» Aim of the exercise
Look at the entries below and restate word for word the lines from the first through the one that has "afterwards every transaction".

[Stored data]
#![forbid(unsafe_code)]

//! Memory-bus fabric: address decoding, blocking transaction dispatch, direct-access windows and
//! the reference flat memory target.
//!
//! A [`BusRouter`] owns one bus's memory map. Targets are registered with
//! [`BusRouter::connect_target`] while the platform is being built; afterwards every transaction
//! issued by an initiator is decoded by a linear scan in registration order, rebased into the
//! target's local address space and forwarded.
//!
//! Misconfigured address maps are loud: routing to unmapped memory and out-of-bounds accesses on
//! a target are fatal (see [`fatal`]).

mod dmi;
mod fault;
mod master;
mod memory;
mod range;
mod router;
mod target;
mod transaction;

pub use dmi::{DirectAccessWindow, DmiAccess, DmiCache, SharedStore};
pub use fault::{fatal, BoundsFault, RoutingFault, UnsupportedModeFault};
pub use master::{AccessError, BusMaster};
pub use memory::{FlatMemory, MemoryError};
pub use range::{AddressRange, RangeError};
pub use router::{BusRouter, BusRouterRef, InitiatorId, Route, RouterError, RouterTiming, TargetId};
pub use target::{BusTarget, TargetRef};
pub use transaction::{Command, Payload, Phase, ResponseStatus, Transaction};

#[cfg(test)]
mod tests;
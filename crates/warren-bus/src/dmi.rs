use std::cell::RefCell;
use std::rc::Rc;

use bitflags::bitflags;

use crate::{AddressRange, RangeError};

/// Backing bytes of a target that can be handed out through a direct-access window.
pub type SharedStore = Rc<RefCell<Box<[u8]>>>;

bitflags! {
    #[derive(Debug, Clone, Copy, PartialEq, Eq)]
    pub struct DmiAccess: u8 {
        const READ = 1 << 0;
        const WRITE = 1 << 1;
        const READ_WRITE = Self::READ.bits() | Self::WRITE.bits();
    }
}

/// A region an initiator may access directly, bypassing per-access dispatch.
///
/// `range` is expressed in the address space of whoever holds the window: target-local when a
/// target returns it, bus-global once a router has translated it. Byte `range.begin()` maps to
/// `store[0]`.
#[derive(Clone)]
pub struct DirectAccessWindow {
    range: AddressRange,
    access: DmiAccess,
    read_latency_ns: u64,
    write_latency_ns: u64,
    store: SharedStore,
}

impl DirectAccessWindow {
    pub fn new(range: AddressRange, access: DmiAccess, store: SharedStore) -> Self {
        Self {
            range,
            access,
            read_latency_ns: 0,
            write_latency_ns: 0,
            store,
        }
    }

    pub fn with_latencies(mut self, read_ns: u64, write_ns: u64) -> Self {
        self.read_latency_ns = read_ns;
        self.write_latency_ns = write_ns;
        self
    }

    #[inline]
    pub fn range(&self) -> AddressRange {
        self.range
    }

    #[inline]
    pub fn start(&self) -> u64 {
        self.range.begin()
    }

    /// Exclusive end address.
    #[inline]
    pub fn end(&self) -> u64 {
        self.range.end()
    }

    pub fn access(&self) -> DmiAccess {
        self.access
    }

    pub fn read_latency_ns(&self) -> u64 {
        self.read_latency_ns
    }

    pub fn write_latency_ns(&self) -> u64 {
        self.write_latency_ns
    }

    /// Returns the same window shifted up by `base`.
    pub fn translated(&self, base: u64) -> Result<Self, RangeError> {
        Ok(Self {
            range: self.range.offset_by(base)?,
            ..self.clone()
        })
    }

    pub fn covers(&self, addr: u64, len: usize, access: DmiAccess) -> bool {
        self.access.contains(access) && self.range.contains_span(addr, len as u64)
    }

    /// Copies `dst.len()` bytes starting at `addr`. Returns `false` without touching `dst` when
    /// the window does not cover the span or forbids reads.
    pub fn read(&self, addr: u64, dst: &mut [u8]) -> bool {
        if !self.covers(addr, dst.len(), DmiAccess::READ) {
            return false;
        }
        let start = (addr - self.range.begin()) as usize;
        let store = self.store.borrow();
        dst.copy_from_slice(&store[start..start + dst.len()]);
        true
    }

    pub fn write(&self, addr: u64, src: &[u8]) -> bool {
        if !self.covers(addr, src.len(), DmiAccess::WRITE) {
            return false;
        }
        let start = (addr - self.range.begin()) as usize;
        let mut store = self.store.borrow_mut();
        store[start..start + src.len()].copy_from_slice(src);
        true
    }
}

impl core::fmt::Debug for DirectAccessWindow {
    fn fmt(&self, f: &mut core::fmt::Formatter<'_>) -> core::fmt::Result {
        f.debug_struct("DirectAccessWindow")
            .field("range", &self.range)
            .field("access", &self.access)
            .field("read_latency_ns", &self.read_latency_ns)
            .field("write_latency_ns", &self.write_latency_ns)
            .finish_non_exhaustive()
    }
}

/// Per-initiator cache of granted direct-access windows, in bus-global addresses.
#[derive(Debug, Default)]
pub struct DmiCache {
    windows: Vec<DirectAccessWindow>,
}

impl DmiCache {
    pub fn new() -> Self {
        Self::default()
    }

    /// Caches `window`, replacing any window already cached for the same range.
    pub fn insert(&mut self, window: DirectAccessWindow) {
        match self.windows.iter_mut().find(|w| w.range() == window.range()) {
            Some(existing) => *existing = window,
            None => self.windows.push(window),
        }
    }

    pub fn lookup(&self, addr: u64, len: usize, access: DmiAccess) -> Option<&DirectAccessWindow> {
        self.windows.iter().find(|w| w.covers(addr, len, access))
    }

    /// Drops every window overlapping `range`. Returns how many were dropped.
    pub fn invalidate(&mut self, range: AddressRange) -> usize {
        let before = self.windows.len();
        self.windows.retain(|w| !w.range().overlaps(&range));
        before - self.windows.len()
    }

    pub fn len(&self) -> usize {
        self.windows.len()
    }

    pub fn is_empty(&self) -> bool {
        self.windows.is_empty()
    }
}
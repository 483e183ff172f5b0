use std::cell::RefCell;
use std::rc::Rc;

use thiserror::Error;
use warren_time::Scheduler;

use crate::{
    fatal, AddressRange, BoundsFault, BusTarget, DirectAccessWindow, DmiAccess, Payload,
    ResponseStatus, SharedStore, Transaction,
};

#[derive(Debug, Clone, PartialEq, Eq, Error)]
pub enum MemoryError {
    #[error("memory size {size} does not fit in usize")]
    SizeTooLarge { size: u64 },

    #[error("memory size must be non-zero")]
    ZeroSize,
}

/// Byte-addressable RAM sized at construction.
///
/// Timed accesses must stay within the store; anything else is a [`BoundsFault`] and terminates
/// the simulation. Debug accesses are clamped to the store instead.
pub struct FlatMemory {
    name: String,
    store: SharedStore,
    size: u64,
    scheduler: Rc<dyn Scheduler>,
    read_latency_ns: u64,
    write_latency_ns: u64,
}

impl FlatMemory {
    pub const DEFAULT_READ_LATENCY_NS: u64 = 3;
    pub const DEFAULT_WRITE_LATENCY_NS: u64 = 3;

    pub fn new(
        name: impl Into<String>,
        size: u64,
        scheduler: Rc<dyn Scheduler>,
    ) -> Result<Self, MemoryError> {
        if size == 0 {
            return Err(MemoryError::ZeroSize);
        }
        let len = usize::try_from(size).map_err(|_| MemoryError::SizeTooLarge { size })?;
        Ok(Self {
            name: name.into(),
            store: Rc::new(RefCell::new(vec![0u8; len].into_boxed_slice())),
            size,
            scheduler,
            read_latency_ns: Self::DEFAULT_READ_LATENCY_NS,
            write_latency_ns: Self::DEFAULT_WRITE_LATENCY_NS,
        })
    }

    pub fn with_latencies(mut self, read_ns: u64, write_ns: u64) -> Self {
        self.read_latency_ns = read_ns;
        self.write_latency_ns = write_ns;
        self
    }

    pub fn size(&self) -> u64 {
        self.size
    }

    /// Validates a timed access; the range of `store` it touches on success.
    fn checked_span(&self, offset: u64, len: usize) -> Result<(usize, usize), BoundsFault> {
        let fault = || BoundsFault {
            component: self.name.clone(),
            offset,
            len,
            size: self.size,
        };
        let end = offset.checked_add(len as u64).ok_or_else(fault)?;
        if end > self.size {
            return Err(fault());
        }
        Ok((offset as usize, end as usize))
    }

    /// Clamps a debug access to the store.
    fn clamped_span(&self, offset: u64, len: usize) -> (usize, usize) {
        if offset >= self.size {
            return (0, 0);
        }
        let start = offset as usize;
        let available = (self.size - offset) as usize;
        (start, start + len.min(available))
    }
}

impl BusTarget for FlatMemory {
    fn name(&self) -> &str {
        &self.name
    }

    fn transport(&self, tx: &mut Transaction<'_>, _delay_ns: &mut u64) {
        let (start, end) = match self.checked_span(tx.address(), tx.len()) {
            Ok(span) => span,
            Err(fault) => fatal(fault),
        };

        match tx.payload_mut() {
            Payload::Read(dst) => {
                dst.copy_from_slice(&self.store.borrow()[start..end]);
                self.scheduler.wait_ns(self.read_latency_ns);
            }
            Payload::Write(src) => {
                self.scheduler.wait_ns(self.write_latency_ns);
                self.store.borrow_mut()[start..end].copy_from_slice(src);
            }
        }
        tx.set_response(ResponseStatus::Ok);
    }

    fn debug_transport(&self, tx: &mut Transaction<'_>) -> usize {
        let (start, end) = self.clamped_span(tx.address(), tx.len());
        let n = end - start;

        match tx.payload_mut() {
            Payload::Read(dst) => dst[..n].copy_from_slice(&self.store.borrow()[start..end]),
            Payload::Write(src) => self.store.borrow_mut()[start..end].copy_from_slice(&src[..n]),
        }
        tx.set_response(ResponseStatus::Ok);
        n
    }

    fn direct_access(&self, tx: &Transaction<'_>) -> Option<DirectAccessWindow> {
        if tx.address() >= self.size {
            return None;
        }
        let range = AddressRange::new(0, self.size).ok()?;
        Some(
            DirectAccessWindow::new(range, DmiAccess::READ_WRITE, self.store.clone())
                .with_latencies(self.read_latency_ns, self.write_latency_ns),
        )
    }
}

» Expected answer
#![forbid(unsafe_code)]

//! Memory-bus fabric: address decoding, blocking transaction dispatch, direct-access windows and
//! the reference flat memory target.
//!
//! A [`BusRouter`] owns one bus's memory map. Targets are registered with
//! [`BusRouter::connect_target`] while the platform is being built; afterwards every transaction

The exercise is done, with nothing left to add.